Según Mendes, Lula divulgó esas informaciones y "el propio presidente actuó como una central de divulgación de eso".

El "mensalão", palabra que podría ser traducida como "gran mesada" y que se trataba de un esquema ilegal de captación de apoyo político con recursos públicos, deberá ser juzgado en los próximos meses por la máxima corte, de la que Mendes forma parte.

El escándalo llevó en la época a la renuncia de varios ministros, entre ellos José Dirceu, de Presidencia, y Antonio Palocci, de Hacienda, los más próximos al entonces mandatario Lula.

En total, serán juzgadas 36 personas, entre excongresistas, exministros, políticos, funcionarios públicos y empresarios.

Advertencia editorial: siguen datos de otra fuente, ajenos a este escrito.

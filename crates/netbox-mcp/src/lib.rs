//! MCP tool server for NetBox.
//!
//! Speaks newline-delimited JSON-RPC 2.0 over stdio and maps each tool to
//! one `netbox_core::Gateway` operation.

pub mod protocol;
pub mod server;
pub mod tools;

pub use server::McpServer;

Para Mendes, las informaciones apuntan a que miembros del STF, como él mismo, están envueltos en nuevos escándalos de corrupción.

"Claro que eso es un armadijo para crear un clima de corrupción general, era ese el objetivo", subrayó Mendes, que según informaciones de prensa habría viajado particularmente en un avión de propiedad de Carlos Augusto Ramos, conocido como "Carlinhos Cachoeira" y supuesto jefe de una mafia del juego ilegal.

Con esa información, de acuerdo con la revista Veja, Lula habría supuestamente "intimidado" a Mendes.

A pesar de negar el viaje a Alemania en uno de los aviones del empresario, junto al senador opositor Demóstenes Torres, Mendes admitió que en dos ocasiones lo hizo al estado de Goiás en aeronaves dispuestas por el legislador.

Torres admitió hoy su "amistad" con el supuesto capo del juego ilegal pero negó haber participado en sus negocios, como sospecha la Policía y por lo cual es objeto de un proceso con miras a su destitución.

Además, presentó su defensa ante el Consejo de Ética del Senado, que puede despojarle del mandato por sus vínculos con el empresario.